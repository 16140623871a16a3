//! Frame statistics record and partial updates.
//!
//! [`StatsPatch`] is what the server sends: any subset of the fields. Merging
//! is a shallow overwrite, so fields absent from the patch keep their values.

// ============================================================================
// Imports
// ============================================================================

use std::fmt;

use chrono::{DateTime, Local};
use serde::{Deserialize, Serialize};

// ============================================================================
// ViewMode
// ============================================================================

/// What the upstream pipeline is showing.
#[derive(Debug, Clone, Copy, PartialEq, Eq, Default, Serialize, Deserialize)]
pub enum ViewMode {
    /// Edge-detected output.
    #[default]
    #[serde(rename = "Edge Detection", alias = "edge", alias = "EdgeDetection")]
    EdgeDetection,

    /// Unprocessed camera feed.
    #[serde(rename = "Raw Camera Feed", alias = "raw", alias = "RawFeed")]
    RawFeed,
}

impl ViewMode {
    /// Returns the other mode.
    #[inline]
    #[must_use]
    pub const fn toggled(self) -> Self {
        match self {
            Self::EdgeDetection => Self::RawFeed,
            Self::RawFeed => Self::EdgeDetection,
        }
    }

    /// Human-readable label.
    #[must_use]
    pub const fn label(self) -> &'static str {
        match self {
            Self::EdgeDetection => "Edge Detection",
            Self::RawFeed => "Raw Camera Feed",
        }
    }
}

impl fmt::Display for ViewMode {
    fn fmt(&self, f: &mut fmt::Formatter<'_>) -> fmt::Result {
        f.write_str(self.label())
    }
}

// ============================================================================
// ConnectionQuality
// ============================================================================

/// Coarse connection indicator shown next to the stats.
#[derive(Debug, Clone, Copy, PartialEq, Eq, Default, Serialize, Deserialize)]
pub enum ConnectionQuality {
    /// No live connection.
    #[default]
    Disconnected,

    /// Connected to the server.
    Excellent,

    /// Showing bundled demo data.
    #[serde(rename = "Demo Mode", alias = "DemoMode")]
    DemoMode,
}

impl ConnectionQuality {
    /// Human-readable label.
    #[must_use]
    pub const fn label(self) -> &'static str {
        match self {
            Self::Disconnected => "Disconnected",
            Self::Excellent => "Excellent",
            Self::DemoMode => "Demo Mode",
        }
    }
}

impl fmt::Display for ConnectionQuality {
    fn fmt(&self, f: &mut fmt::Formatter<'_>) -> fmt::Result {
        f.write_str(self.label())
    }
}

// ============================================================================
// FrameStats
// ============================================================================

/// Live statistics for the frame stream.
#[derive(Debug, Clone, PartialEq)]
pub struct FrameStats {
    /// Frames per second.
    pub fps: f64,
    /// Frame resolution, e.g. `"640 x 480"`.
    pub resolution: String,
    /// Current view mode.
    pub mode: ViewMode,
    /// Frames rendered so far.
    pub frame_count: u64,
    /// Upstream processing time per frame in milliseconds.
    pub processing_time_ms: f64,
    /// When the stats last changed.
    pub last_updated: Option<DateTime<Local>>,
    /// Connection indicator.
    pub connection_quality: ConnectionQuality,
}

impl Default for FrameStats {
    fn default() -> Self {
        Self {
            fps: 0.0,
            resolution: "--".to_string(),
            mode: ViewMode::EdgeDetection,
            frame_count: 0,
            processing_time_ms: 0.0,
            last_updated: None,
            connection_quality: ConnectionQuality::Disconnected,
        }
    }
}

impl FrameStats {
    /// Statistics shown alongside the bundled demo frame.
    #[must_use]
    pub fn demo() -> Self {
        Self {
            fps: 15.2,
            resolution: "640 x 480".to_string(),
            mode: ViewMode::EdgeDetection,
            frame_count: 1247,
            processing_time_ms: 8.3,
            last_updated: Some(Local::now()),
            connection_quality: ConnectionQuality::DemoMode,
        }
    }

    /// Applies `patch` field by field.
    pub fn merge(&mut self, patch: &StatsPatch) {
        if let Some(fps) = patch.fps {
            self.fps = fps;
        }
        if let Some(ref resolution) = patch.resolution {
            self.resolution.clone_from(resolution);
        }
        if let Some(mode) = patch.mode {
            self.mode = mode;
        }
        if let Some(frame_count) = patch.frame_count {
            self.frame_count = frame_count;
        }
        if let Some(processing_time_ms) = patch.processing_time_ms {
            self.processing_time_ms = processing_time_ms;
        }
        if let Some(quality) = patch.connection_quality {
            self.connection_quality = quality;
        }
    }

    /// Stamps `last_updated` with the current local time.
    #[inline]
    pub fn touch(&mut self) {
        self.last_updated = Some(Local::now());
    }
}

// ============================================================================
// StatsPatch
// ============================================================================

/// Partial statistics update as sent on the wire.
///
/// `lastUpdated` is not accepted from the server; it is always stamped
/// locally when a patch is applied.
#[derive(Debug, Clone, Default, PartialEq, Serialize, Deserialize)]
#[serde(rename_all = "camelCase")]
pub struct StatsPatch {
    /// Frames per second.
    #[serde(default, skip_serializing_if = "Option::is_none")]
    pub fps: Option<f64>,

    /// Frame resolution.
    #[serde(default, skip_serializing_if = "Option::is_none")]
    pub resolution: Option<String>,

    /// View mode.
    #[serde(default, skip_serializing_if = "Option::is_none")]
    pub mode: Option<ViewMode>,

    /// Frame counter.
    #[serde(default, skip_serializing_if = "Option::is_none")]
    pub frame_count: Option<u64>,

    /// Processing time in milliseconds.
    #[serde(
        default,
        rename = "processingTime",
        skip_serializing_if = "Option::is_none"
    )]
    pub processing_time_ms: Option<f64>,

    /// Connection indicator.
    #[serde(default, skip_serializing_if = "Option::is_none")]
    pub connection_quality: Option<ConnectionQuality>,
}

impl StatsPatch {
    /// Creates an empty patch.
    #[inline]
    #[must_use]
    pub fn new() -> Self {
        Self::default()
    }

    /// Sets fps.
    #[inline]
    #[must_use]
    pub fn with_fps(mut self, fps: f64) -> Self {
        self.fps = Some(fps);
        self
    }

    /// Sets resolution.
    #[inline]
    #[must_use]
    pub fn with_resolution(mut self, resolution: impl Into<String>) -> Self {
        self.resolution = Some(resolution.into());
        self
    }

    /// Sets mode.
    #[inline]
    #[must_use]
    pub fn with_mode(mut self, mode: ViewMode) -> Self {
        self.mode = Some(mode);
        self
    }

    /// Sets frame count.
    #[inline]
    #[must_use]
    pub fn with_frame_count(mut self, frame_count: u64) -> Self {
        self.frame_count = Some(frame_count);
        self
    }

    /// Sets processing time.
    #[inline]
    #[must_use]
    pub fn with_processing_time_ms(mut self, ms: f64) -> Self {
        self.processing_time_ms = Some(ms);
        self
    }

    /// Returns `true` if the patch carries no fields.
    #[must_use]
    pub fn is_empty(&self) -> bool {
        *self == Self::default()
    }
}

// ============================================================================
// Tests
// ============================================================================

==*==

▸ **How to complete this task**: For the records above, restate every line word for word.

▸ **Output below**:
repository 16140623871a16a3
//! Frame statistics record and partial updates.
//!
//! [`StatsPatch`] is what the server sends: any subset of the fields. Merging
//! is a shallow overwrite, so fields absent from the patch keep their values.

// ============================================================================
// Imports
// ============================================================================

use std::fmt;

use chrono::{DateTime, Local};
use serde::{Deserialize, Serialize};

// ============================================================================
// ViewMode
// ============================================================================

/// What the upstream pipeline is showing.
#[derive(Debug, Clone, Copy, PartialEq, Eq, Default, Serialize, Deserialize)]
pub enum ViewMode {
    /// Edge-detected output.
    #[default]
    #[serde(rename = "Edge Detection", alias = "edge", alias = "EdgeDetection")]
    EdgeDetection,

    /// Unprocessed camera feed.
    #[serde(rename = "Raw Camera Feed", alias = "raw", alias = "RawFeed")]
    RawFeed,
}

impl ViewMode {
    /// Returns the other mode.
    #[inline]
    #[must_use]
    pub const fn toggled(self) -> Self {
        match self {
            Self::EdgeDetection => Self::RawFeed,
            Self::RawFeed => Self::EdgeDetection,
        }
    }

    /// Human-readable label.
    #[must_use]
    pub const fn label(self) -> &'static str {
        match self {
            Self::EdgeDetection => "Edge Detection",
            Self::RawFeed => "Raw Camera Feed",
        }
    }
}

impl fmt::Display for ViewMode {
    fn fmt(&self, f: &mut fmt::Formatter<'_>) -> fmt::Result {
        f.write_str(self.label())
    }
}

// ============================================================================
// ConnectionQuality
// ============================================================================

/// Coarse connection indicator shown next to the stats.
#[derive(Debug, Clone, Copy, PartialEq, Eq, Default, Serialize, Deserialize)]
pub enum ConnectionQuality {
    /// No live connection.
    #[default]
    Disconnected,

    /// Connected to the server.
    Excellent,

    /// Showing bundled demo data.
    #[serde(rename = "Demo Mode", alias = "DemoMode")]
    DemoMode,
}

impl ConnectionQuality {
    /// Human-readable label.
    #[must_use]
    pub const fn label(self) -> &'static str {
        match self {
            Self::Disconnected => "Disconnected",
            Self::Excellent => "Excellent",
            Self::DemoMode => "Demo Mode",
        }
    }
}

impl fmt::Display for ConnectionQuality {
    fn fmt(&self, f: &mut fmt::Formatter<'_>) -> fmt::Result {
        f.write_str(self.label())
    }
}

// ============================================================================
// FrameStats
// ============================================================================

/// Live statistics for the frame stream.
#[derive(Debug, Clone, PartialEq)]
pub struct FrameStats {
    /// Frames per second.
    pub fps: f64,
    /// Frame resolution, e.g. `"640 x 480"`.
    pub resolution: String,
    /// Current view mode.
    pub mode: ViewMode,
    /// Frames rendered so far.
    pub frame_count: u64,
    /// Upstream processing time per frame in milliseconds.
    pub processing_time_ms: f64,
    /// When the stats last changed.
    pub last_updated: Option<DateTime<Local>>,
    /// Connection indicator.
    pub connection_quality: ConnectionQuality,
}

impl Default for FrameStats {
    fn default() -> Self {
        Self {
            fps: 0.0,
            resolution: "--".to_string(),
            mode: ViewMode::EdgeDetection,
            frame_count: 0,
            processing_time_ms: 0.0,
            last_updated: None,
            connection_quality: ConnectionQuality::Disconnected,
        }
    }
}

impl FrameStats {
    /// Statistics shown alongside the bundled demo frame.
    #[must_use]
    pub fn demo() -> Self {
        Self {
            fps: 15.2,
            resolution: "640 x 480".to_string(),
            mode: ViewMode::EdgeDetection,
            frame_count: 1247,
            processing_time_ms: 8.3,
            last_updated: Some(Local::now()),
            connection_quality: ConnectionQuality::DemoMode,
        }
    }

    /// Applies `patch` field by field.
    pub fn merge(&mut self, patch: &StatsPatch) {
        if let Some(fps) = patch.fps {
            self.fps = fps;
        }
        if let Some(ref resolution) = patch.resolution {
            self.resolution.clone_from(resolution);
        }
        if let Some(mode) = patch.mode {
            self.mode = mode;
        }
        if let Some(frame_count) = patch.frame_count {
            self.frame_count = frame_count;
        }
        if let Some(processing_time_ms) = patch.processing_time_ms {
            self.processing_time_ms = processing_time_ms;
        }
        if let Some(quality) = patch.connection_quality {
            self.connection_quality = quality;
        }
    }

    /// Stamps `last_updated` with the current local time.
    #[inline]
    pub fn touch(&mut self) {
        self.last_updated = Some(Local::now());
    }
}

// ============================================================================
// StatsPatch
// ============================================================================

/// Partial statistics update as sent on the wire.
///
/// `lastUpdated` is not accepted from the server; it is always stamped
/// locally when a patch is applied.
#[derive(Debug, Clone, Default, PartialEq, Serialize, Deserialize)]
#[serde(rename_all = "camelCase")]
pub struct StatsPatch {
    /// Frames per second.
    #[serde(default, skip_serializing_if = "Option::is_none")]
    pub fps: Option<f64>,

    /// Frame resolution.
    #[serde(default, skip_serializing_if = "Option::is_none")]
    pub resolution: Option<String>,

    /// View mode.
    #[serde(default, skip_serializing_if = "Option::is_none")]
    pub mode: Option<ViewMode>,

    /// Frame counter.
    #[serde(default, skip_serializing_if = "Option::is_none")]
    pub frame_count: Option<u64>,

    /// Processing time in milliseconds.
    #[serde(
        default,
        rename = "processingTime",
        skip_serializing_if = "Option::is_none"
    )]
    pub processing_time_ms: Option<f64>,

    /// Connection indicator.
    #[serde(default, skip_serializing_if = "Option::is_none")]
    pub connection_quality: Option<ConnectionQuality>,
}

impl StatsPatch {
    /// Creates an empty patch.
    #[inline]
    #[must_use]
    pub fn new() -> Self {
        Self::default()
    }

    /// Sets fps.
    #[inline]
    #[must_use]
    pub fn with_fps(mut self, fps: f64) -> Self {
        self.fps = Some(fps);
        self
    }

    /// Sets resolution.
    #[inline]
    #[must_use]
    pub fn with_resolution(mut self, resolution: impl Into<String>) -> Self {
        self.resolution = Some(resolution.into());
        self
    }

    /// Sets mode.
    #[inline]
    #[must_use]
    pub fn with_mode(mut self, mode: ViewMode) -> Self {
        self.mode = Some(mode);
        self
    }

    /// Sets frame count.
    #[inline]
    #[must_use]
    pub fn with_frame_count(mut self, frame_count: u64) -> Self {
        self.frame_count = Some(frame_count);
        self
    }

    /// Sets processing time.
    #[inline]
    #[must_use]
    pub fn with_processing_time_ms(mut self, ms: f64) -> Self {
        self.processing_time_ms = Some(ms);
        self
    }

    /// Returns `true` if the patch carries no fields.
    #[must_use]
    pub fn is_empty(&self) -> bool {
        *self == Self::default()
    }
}

// ============================================================================
// Tests
// ============================================================================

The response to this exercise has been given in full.